Dataset excerpts: Begin
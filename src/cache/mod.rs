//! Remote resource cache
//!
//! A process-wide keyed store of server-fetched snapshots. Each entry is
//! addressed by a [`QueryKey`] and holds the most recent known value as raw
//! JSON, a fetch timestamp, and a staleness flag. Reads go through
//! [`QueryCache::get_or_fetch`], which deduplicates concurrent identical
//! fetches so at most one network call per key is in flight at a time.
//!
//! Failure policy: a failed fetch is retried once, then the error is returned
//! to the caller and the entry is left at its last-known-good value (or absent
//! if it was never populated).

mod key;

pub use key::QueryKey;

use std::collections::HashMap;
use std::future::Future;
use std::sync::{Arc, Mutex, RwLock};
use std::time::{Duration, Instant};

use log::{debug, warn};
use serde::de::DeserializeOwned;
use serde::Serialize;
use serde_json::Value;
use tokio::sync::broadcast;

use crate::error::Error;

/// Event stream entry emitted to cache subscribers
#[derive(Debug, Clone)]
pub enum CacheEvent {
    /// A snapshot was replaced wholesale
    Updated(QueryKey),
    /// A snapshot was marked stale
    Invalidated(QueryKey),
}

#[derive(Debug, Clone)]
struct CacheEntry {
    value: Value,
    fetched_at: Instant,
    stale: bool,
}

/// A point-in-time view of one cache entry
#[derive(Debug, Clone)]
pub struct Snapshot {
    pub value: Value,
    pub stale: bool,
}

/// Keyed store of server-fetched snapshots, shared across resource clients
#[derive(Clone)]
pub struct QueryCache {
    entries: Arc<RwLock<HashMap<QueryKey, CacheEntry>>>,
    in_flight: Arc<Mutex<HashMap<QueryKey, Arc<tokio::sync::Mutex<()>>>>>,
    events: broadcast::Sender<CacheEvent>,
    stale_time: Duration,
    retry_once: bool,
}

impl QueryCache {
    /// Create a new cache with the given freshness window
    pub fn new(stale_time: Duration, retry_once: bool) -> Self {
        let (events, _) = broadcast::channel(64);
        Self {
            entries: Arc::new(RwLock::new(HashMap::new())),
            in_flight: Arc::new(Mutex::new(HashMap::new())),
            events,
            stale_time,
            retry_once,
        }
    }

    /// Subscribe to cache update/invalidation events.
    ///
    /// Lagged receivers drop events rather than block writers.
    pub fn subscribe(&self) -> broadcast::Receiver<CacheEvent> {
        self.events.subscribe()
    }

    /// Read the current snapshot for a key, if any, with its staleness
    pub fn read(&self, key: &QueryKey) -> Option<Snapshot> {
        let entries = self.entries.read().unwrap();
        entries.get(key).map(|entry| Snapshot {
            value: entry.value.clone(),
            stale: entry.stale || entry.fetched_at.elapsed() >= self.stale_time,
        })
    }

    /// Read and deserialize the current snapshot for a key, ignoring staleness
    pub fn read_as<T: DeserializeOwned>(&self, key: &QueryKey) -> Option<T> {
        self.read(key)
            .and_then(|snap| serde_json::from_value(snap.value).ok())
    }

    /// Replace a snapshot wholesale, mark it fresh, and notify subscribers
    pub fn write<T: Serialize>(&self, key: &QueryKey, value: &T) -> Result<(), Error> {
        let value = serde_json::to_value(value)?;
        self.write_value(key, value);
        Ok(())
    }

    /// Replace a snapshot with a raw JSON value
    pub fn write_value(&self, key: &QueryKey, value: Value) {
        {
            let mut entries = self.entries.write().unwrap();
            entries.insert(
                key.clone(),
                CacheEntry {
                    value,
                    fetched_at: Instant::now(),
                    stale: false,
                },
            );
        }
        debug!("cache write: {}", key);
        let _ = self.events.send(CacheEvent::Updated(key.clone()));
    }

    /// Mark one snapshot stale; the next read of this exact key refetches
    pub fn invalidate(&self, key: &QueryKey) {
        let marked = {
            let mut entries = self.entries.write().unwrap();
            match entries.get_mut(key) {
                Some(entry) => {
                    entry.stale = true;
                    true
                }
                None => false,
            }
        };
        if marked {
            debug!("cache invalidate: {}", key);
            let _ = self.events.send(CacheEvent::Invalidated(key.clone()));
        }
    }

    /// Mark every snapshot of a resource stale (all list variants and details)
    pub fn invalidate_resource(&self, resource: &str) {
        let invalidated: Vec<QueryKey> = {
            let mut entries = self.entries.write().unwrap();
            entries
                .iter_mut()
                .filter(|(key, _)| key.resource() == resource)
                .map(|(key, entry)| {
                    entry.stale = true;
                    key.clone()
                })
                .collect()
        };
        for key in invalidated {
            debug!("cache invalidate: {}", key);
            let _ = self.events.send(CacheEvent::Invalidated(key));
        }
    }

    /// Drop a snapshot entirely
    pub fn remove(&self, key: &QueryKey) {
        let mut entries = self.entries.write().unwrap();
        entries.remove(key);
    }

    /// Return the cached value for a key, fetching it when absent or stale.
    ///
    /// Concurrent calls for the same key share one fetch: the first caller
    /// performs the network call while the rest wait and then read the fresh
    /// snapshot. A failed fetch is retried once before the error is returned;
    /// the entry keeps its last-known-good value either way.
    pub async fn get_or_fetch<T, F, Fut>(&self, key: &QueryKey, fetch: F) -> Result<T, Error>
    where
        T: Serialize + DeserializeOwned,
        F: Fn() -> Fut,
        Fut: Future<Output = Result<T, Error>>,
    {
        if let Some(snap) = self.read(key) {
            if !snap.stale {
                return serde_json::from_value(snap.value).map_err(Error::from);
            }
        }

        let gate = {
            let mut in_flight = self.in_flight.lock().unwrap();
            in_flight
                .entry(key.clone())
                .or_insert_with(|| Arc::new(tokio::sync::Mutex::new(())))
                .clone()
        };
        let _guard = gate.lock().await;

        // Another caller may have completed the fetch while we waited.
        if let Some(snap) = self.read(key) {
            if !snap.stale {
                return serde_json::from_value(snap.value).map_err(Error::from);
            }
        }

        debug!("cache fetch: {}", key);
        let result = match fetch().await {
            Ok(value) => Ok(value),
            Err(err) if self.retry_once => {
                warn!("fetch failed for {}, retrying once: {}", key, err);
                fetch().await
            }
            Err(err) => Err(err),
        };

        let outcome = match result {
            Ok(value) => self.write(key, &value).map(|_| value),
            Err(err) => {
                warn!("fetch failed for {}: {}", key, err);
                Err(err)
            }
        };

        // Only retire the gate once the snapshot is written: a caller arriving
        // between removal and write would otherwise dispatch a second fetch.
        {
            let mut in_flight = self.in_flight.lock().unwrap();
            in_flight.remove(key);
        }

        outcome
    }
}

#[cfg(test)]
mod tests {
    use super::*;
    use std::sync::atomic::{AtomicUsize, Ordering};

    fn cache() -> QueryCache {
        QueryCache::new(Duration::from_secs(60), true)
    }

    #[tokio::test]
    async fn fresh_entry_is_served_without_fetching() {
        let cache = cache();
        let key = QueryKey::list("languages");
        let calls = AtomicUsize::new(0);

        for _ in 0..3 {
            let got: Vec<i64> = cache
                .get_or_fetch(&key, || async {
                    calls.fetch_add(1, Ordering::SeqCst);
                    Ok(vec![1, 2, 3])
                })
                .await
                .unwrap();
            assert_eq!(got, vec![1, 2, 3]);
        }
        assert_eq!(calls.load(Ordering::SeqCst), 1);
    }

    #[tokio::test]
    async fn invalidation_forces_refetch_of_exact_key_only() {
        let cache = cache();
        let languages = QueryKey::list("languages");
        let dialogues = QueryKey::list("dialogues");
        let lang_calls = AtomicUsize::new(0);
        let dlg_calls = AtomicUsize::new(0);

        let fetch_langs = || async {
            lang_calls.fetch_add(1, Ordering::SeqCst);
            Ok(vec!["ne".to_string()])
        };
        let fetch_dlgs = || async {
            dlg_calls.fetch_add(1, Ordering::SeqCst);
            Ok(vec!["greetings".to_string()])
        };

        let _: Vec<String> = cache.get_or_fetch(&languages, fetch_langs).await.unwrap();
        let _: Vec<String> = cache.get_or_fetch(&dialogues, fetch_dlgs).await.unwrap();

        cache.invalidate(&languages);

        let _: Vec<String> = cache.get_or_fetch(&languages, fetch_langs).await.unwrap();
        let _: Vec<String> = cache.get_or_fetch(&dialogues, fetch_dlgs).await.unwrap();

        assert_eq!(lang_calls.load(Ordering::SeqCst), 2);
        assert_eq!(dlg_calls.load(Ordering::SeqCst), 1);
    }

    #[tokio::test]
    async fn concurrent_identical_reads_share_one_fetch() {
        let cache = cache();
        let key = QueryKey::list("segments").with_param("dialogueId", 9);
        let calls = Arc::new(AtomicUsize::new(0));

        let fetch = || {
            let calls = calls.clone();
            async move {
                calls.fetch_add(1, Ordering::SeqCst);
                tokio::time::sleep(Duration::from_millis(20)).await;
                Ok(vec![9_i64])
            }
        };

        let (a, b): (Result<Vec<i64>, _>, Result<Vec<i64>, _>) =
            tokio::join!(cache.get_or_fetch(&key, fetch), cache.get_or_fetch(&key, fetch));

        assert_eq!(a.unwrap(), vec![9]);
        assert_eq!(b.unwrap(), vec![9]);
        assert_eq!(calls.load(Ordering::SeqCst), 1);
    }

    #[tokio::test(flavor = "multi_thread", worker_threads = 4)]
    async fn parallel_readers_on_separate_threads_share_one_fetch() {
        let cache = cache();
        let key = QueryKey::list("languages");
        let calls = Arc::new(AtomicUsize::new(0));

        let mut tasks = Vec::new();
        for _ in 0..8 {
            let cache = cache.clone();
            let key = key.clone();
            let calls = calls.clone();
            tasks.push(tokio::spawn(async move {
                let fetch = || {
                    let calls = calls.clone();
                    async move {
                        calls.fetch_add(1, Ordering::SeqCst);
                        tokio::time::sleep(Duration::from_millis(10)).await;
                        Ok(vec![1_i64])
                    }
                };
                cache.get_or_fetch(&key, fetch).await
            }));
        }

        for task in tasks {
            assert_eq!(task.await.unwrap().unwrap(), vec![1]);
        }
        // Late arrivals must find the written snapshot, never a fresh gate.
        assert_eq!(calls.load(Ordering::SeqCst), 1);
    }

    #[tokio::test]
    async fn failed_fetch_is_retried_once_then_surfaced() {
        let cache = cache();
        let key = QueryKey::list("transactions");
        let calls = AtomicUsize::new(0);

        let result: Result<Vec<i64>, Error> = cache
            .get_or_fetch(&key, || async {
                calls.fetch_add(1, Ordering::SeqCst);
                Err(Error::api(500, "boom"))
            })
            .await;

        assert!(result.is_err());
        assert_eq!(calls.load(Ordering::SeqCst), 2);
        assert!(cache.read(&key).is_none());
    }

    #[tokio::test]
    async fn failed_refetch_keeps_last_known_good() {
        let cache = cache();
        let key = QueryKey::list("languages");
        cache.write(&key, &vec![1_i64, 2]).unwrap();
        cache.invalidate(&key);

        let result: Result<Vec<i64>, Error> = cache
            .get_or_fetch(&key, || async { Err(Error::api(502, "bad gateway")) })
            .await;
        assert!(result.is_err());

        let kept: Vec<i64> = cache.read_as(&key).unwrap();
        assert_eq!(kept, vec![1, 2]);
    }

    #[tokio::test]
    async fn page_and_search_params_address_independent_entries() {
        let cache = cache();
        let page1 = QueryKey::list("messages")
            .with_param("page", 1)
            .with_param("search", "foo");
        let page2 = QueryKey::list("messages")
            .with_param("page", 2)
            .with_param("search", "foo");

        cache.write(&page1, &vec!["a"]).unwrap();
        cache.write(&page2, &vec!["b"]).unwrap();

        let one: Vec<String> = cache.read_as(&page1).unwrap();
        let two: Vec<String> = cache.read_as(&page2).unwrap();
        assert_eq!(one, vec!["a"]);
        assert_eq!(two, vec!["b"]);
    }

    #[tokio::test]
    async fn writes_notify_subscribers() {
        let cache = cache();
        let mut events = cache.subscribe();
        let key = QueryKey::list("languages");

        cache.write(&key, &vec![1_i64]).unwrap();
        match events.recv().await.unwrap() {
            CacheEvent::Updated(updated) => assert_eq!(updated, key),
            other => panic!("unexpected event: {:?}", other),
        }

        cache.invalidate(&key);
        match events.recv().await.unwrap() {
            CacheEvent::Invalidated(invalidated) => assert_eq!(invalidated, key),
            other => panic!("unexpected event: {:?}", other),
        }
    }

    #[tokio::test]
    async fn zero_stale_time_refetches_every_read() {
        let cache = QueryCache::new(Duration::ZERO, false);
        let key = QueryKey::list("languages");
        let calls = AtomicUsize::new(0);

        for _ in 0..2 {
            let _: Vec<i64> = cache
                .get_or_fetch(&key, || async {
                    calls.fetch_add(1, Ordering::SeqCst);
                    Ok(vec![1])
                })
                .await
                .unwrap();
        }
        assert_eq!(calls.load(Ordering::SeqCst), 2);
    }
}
Dataset excerpts: End
Dataset excerpts: Begin
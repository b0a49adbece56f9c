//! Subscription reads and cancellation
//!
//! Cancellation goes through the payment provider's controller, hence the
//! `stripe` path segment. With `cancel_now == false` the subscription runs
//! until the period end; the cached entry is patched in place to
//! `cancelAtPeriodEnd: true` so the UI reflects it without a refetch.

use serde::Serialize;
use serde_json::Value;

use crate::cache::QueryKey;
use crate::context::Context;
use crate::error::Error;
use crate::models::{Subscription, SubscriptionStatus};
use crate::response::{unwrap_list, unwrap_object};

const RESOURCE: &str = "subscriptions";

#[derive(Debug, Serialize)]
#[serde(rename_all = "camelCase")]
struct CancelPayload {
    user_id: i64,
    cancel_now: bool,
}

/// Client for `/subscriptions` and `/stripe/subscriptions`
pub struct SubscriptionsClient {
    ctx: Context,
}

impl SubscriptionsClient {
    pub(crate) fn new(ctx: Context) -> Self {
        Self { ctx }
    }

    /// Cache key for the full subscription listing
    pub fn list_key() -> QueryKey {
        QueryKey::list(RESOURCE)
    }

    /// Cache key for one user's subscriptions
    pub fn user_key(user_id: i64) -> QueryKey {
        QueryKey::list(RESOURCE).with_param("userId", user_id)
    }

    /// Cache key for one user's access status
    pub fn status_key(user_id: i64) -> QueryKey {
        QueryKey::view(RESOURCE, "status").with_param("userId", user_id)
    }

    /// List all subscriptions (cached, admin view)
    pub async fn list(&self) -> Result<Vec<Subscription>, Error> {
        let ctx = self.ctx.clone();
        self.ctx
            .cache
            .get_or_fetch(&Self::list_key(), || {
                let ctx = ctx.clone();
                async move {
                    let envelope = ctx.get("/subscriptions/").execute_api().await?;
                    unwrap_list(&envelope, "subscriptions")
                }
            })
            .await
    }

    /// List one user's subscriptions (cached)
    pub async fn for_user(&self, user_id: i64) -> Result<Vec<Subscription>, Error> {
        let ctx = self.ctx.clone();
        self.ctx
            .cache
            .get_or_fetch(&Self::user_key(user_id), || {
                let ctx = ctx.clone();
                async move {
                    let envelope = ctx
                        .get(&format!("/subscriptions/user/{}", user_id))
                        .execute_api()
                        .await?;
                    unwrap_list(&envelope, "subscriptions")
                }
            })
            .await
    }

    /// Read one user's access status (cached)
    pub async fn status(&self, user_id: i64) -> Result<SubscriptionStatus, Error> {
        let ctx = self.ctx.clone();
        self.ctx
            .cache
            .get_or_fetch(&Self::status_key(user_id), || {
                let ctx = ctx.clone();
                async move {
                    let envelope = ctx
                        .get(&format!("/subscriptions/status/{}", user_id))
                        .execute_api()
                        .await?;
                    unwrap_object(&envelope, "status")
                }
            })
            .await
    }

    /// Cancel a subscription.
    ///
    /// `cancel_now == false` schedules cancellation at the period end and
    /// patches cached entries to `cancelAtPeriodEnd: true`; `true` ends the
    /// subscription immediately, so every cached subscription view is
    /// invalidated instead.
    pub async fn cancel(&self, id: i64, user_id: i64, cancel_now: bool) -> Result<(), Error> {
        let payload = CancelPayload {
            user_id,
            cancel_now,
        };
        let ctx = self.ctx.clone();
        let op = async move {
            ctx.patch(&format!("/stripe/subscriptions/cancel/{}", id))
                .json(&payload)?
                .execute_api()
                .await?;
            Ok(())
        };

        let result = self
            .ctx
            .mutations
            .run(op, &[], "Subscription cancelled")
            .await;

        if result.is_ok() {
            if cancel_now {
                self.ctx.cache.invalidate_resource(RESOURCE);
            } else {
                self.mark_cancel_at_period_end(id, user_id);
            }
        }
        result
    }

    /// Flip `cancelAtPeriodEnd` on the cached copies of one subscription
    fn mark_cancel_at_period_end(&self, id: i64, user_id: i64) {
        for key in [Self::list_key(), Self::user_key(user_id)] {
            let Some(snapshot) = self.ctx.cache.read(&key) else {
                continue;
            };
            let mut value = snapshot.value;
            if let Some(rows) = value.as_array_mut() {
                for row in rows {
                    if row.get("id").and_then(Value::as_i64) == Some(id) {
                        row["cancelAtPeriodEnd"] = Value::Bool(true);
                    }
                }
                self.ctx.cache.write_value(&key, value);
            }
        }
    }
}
Dataset excerpts: End
Task to complete:
Which lines above hold the string "never"? Copy each of them.

Completed exercise:
//! if it was never populated).
        // Late arrivals must find the written snapshot, never a fresh gate.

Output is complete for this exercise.